**Work request:**
Write down each entry again, exactly as it reads.

Collected data:
//! Template context objects.
//!
//! Templates see the resolved node as `node` and navigation helpers as
//! `site`. Both are thin handles (`Arc<Site>` plus an id) resolved lazily,
//! so building a context costs nothing per node.

use std::fmt;
use std::sync::Arc;

use minijinja::value::{Enumerator, Object, Value, from_args};
use minijinja::{Error, ErrorKind, State};

use crate::resolver::{find_node, normalize_path};
use crate::site::Site;
use crate::tree::{NodeId, NodeRef};

/// Default number of search results for `site.search(term)`.
const DEFAULT_SEARCH_RESULTS: usize = 10;

const NODE_ATTRIBUTES: &[&str] = &[
    "name",
    "title",
    "description",
    "path",
    "slug",
    "language",
    "template",
    "navigable",
    "enabled",
    "weight",
    "created",
    "last_modified",
    "engine",
    "redirect_to",
    "application_endpoint",
    "has_children",
    "children",
    "parent",
    "parents",
    "parents_and_self",
    "root",
    "content",
];

/// A content node exposed to templates.
pub struct NodeObject {
    site: Arc<Site>,
    id: NodeId,
}

impl NodeObject {
    /// Wrap a node as a template value.
    #[must_use]
    pub fn value(site: &Arc<Site>, id: NodeId) -> Value {
        Value::from_object(Self {
            site: Arc::clone(site),
            id,
        })
    }

    fn node(&self) -> NodeRef<'_> {
        self.site.tree().get(self.id)
    }

    fn list<'a>(&self, nodes: impl IntoIterator<Item = NodeRef<'a>>) -> Value {
        nodes
            .into_iter()
            .map(|n| Self::value(&self.site, n.id()))
            .collect::<Vec<_>>()
            .into()
    }
}

impl fmt::Debug for NodeObject {
    fn fmt(&self, f: &mut fmt::Formatter<'_>) -> fmt::Result {
        f.debug_struct("NodeObject")
            .field("path", &self.node().path())
            .finish()
    }
}

fn optional(value: Option<i64>) -> Value {
    value.map_or(Value::from(()), Value::from)
}

impl Object for NodeObject {
    fn get_value(self: &Arc<Self>, key: &Value) -> Option<Value> {
        let node = self.node();
        let data = node.data();
        let value = match key.as_str()? {
            "name" => Value::from(data.name.as_str()),
            "title" => Value::from(data.title.as_str()),
            "description" => Value::from(data.description.as_str()),
            "path" => Value::from(node.path()),
            "slug" => Value::from(data.slug()),
            "language" => Value::from(node.language()),
            "template" => Value::from(node.template()),
            "navigable" => Value::from(node.navigable()),
            "enabled" => Value::from(node.enabled()),
            "weight" => optional(data.weight),
            "created" => optional(data.created),
            "last_modified" => optional(data.last_modified),
            "engine" => Value::from(data.engine.as_str()),
            "redirect_to" => Value::from(data.redirect_to.as_str()),
            "application_endpoint" => Value::from(data.application_endpoint),
            "has_children" => Value::from(node.has_children()),
            "children" => self.list(node.children()),
            "parent" => node
                .parent()
                .map_or(Value::from(()), |p| Self::value(&self.site, p.id())),
            "parents" => self.list(node.parents()),
            "parents_and_self" => self.list(node.parents().into_iter().chain([node])),
            "root" => Self::value(&self.site, node.root().id()),
            "content" => Value::from(data.content.as_str()),
            _ => return None,
        };
        Some(value)
    }

    fn enumerate(self: &Arc<Self>) -> Enumerator {
        Enumerator::Str(NODE_ATTRIBUTES)
    }

    fn call_method(
        self: &Arc<Self>,
        _state: &State<'_, '_>,
        method: &str,
        args: &[Value],
    ) -> Result<Value, Error> {
        match method {
            "custom_property" => {
                let (key, include_ancestors): (&str, Option<bool>) = from_args(args)?;
                Ok(Value::from(
                    self.node()
                        .custom_property(key, include_ancestors.unwrap_or(false)),
                ))
            }
            "render" => {
                from_args::<()>(args)?;
                Ok(Value::from_safe_string(self.node().render().into_owned()))
            }
            _ => Err(Error::from(ErrorKind::UnknownMethod)),
        }
    }
}

/// Navigation and search helpers exposed to templates as `site`.
pub struct SiteObject {
    site: Arc<Site>,
}

impl SiteObject {
    #[must_use]
    pub fn value(site: &Arc<Site>) -> Value {
        Value::from_object(Self {
            site: Arc::clone(site),
        })
    }

    fn list<'a>(&self, nodes: impl Iterator<Item = NodeRef<'a>>) -> Value {
        nodes
            .map(|n| NodeObject::value(&self.site, n.id()))
            .collect::<Vec<_>>()
            .into()
    }
}

impl fmt::Debug for SiteObject {
    fn fmt(&self, f: &mut fmt::Formatter<'_>) -> fmt::Result {
        f.debug_struct("SiteObject").finish_non_exhaustive()
    }
}

impl Object for SiteObject {
    fn call_method(
        self: &Arc<Self>,
        _state: &State<'_, '_>,
        method: &str,
        args: &[Value],
    ) -> Result<Value, Error> {
        match method {
            "find_by_path" => {
                let (path,): (&str,) = from_args(args)?;
                Ok(find_node(self.site.tree(), &normalize_path(path))
                    .map_or(Value::from(()), |id| NodeObject::value(&self.site, id)))
            }
            "root_nodes" => {
                from_args::<()>(args)?;
                Ok(self.list(self.site.tree().roots()))
            }
            "nodes" => {
                from_args::<()>(args)?;
                Ok(self.list(self.site.tree().nodes()))
            }
            "search" => {
                let (term, max_results): (&str, Option<usize>) = from_args(args)?;
                let results = self
                    .site
                    .search(term, max_results.unwrap_or(DEFAULT_SEARCH_RESULTS));
                Ok(Value::from_serialize(&results))
            }
            "public_file" => {
                let (path,): (&str,) = from_args(args)?;
                let text = self
                    .site
                    .public_files()
                    .get(path)
                    .and_then(|f| f.text())
                    .unwrap_or_default();
                Ok(Value::from_safe_string(text.to_owned()))
            }
            _ => Err(Error::from(ErrorKind::UnknownMethod)),
        }
    }
}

**Written solution:**
//! Template context objects.
//!
//! Templates see the resolved node as `node` and navigation helpers as
//! `site`. Both are thin handles (`Arc<Site>` plus an id) resolved lazily,
//! so building a context costs nothing per node.

use std::fmt;
use std::sync::Arc;

use minijinja::value::{Enumerator, Object, Value, from_args};
use minijinja::{Error, ErrorKind, State};

use crate::resolver::{find_node, normalize_path};
use crate::site::Site;
use crate::tree::{NodeId, NodeRef};

/// Default number of search results for `site.search(term)`.
const DEFAULT_SEARCH_RESULTS: usize = 10;

const NODE_ATTRIBUTES: &[&str] = &[
    "name",
    "title",
    "description",
    "path",
    "slug",
    "language",
    "template",
    "navigable",
    "enabled",
    "weight",
    "created",
    "last_modified",
    "engine",
    "redirect_to",
    "application_endpoint",
    "has_children",
    "children",
    "parent",
    "parents",
    "parents_and_self",
    "root",
    "content",
];

/// A content node exposed to templates.
pub struct NodeObject {
    site: Arc<Site>,
    id: NodeId,
}

impl NodeObject {
    /// Wrap a node as a template value.
    #[must_use]
    pub fn value(site: &Arc<Site>, id: NodeId) -> Value {
        Value::from_object(Self {
            site: Arc::clone(site),
            id,
        })
    }

    fn node(&self) -> NodeRef<'_> {
        self.site.tree().get(self.id)
    }

    fn list<'a>(&self, nodes: impl IntoIterator<Item = NodeRef<'a>>) -> Value {
        nodes
            .into_iter()
            .map(|n| Self::value(&self.site, n.id()))
            .collect::<Vec<_>>()
            .into()
    }
}

impl fmt::Debug for NodeObject {
    fn fmt(&self, f: &mut fmt::Formatter<'_>) -> fmt::Result {
        f.debug_struct("NodeObject")
            .field("path", &self.node().path())
            .finish()
    }
}

fn optional(value: Option<i64>) -> Value {
    value.map_or(Value::from(()), Value::from)
}

impl Object for NodeObject {
    fn get_value(self: &Arc<Self>, key: &Value) -> Option<Value> {
        let node = self.node();
        let data = node.data();
        let value = match key.as_str()? {
            "name" => Value::from(data.name.as_str()),
            "title" => Value::from(data.title.as_str()),
            "description" => Value::from(data.description.as_str()),
            "path" => Value::from(node.path()),
            "slug" => Value::from(data.slug()),
            "language" => Value::from(node.language()),
            "template" => Value::from(node.template()),
            "navigable" => Value::from(node.navigable()),
            "enabled" => Value::from(node.enabled()),
            "weight" => optional(data.weight),
            "created" => optional(data.created),
            "last_modified" => optional(data.last_modified),
            "engine" => Value::from(data.engine.as_str()),
            "redirect_to" => Value::from(data.redirect_to.as_str()),
            "application_endpoint" => Value::from(data.application_endpoint),
            "has_children" => Value::from(node.has_children()),
            "children" => self.list(node.children()),
            "parent" => node
                .parent()
                .map_or(Value::from(()), |p| Self::value(&self.site, p.id())),
            "parents" => self.list(node.parents()),
            "parents_and_self" => self.list(node.parents().into_iter().chain([node])),
            "root" => Self::value(&self.site, node.root().id()),
            "content" => Value::from(data.content.as_str()),
            _ => return None,
        };
        Some(value)
    }

    fn enumerate(self: &Arc<Self>) -> Enumerator {
        Enumerator::Str(NODE_ATTRIBUTES)
    }

    fn call_method(
        self: &Arc<Self>,
        _state: &State<'_, '_>,
        method: &str,
        args: &[Value],
    ) -> Result<Value, Error> {
        match method {
            "custom_property" => {
                let (key, include_ancestors): (&str, Option<bool>) = from_args(args)?;
                Ok(Value::from(
                    self.node()
                        .custom_property(key, include_ancestors.unwrap_or(false)),
                ))
            }
            "render" => {
                from_args::<()>(args)?;
                Ok(Value::from_safe_string(self.node().render().into_owned()))
            }
            _ => Err(Error::from(ErrorKind::UnknownMethod)),
        }
    }
}

/// Navigation and search helpers exposed to templates as `site`.
pub struct SiteObject {
    site: Arc<Site>,
}

impl SiteObject {
    #[must_use]
    pub fn value(site: &Arc<Site>) -> Value {
        Value::from_object(Self {
            site: Arc::clone(site),
        })
    }

    fn list<'a>(&self, nodes: impl Iterator<Item = NodeRef<'a>>) -> Value {
        nodes
            .map(|n| NodeObject::value(&self.site, n.id()))
            .collect::<Vec<_>>()
            .into()
    }
}

impl fmt::Debug for SiteObject {
    fn fmt(&self, f: &mut fmt::Formatter<'_>) -> fmt::Result {
        f.debug_struct("SiteObject").finish_non_exhaustive()
    }
}

impl Object for SiteObject {
    fn call_method(
        self: &Arc<Self>,
        _state: &State<'_, '_>,
        method: &str,
        args: &[Value],
    ) -> Result<Value, Error> {
        match method {
            "find_by_path" => {
                let (path,): (&str,) = from_args(args)?;
                Ok(find_node(self.site.tree(), &normalize_path(path))
                    .map_or(Value::from(()), |id| NodeObject::value(&self.site, id)))
            }
            "root_nodes" => {
                from_args::<()>(args)?;
                Ok(self.list(self.site.tree().roots()))
            }
            "nodes" => {
                from_args::<()>(args)?;
                Ok(self.list(self.site.tree().nodes()))
            }
            "search" => {
                let (term, max_results): (&str, Option<usize>) = from_args(args)?;
                let results = self
                    .site
                    .search(term, max_results.unwrap_or(DEFAULT_SEARCH_RESULTS));
                Ok(Value::from_serialize(&results))
            }
            "public_file" => {
                let (path,): (&str,) = from_args(args)?;
                let text = self
                    .site
                    .public_files()
                    .get(path)
                    .and_then(|f| f.text())
                    .unwrap_or_default();
                Ok(Value::from_safe_string(text.to_owned()))
            }
            _ => Err(Error::from(ErrorKind::UnknownMethod)),
        }
    }
}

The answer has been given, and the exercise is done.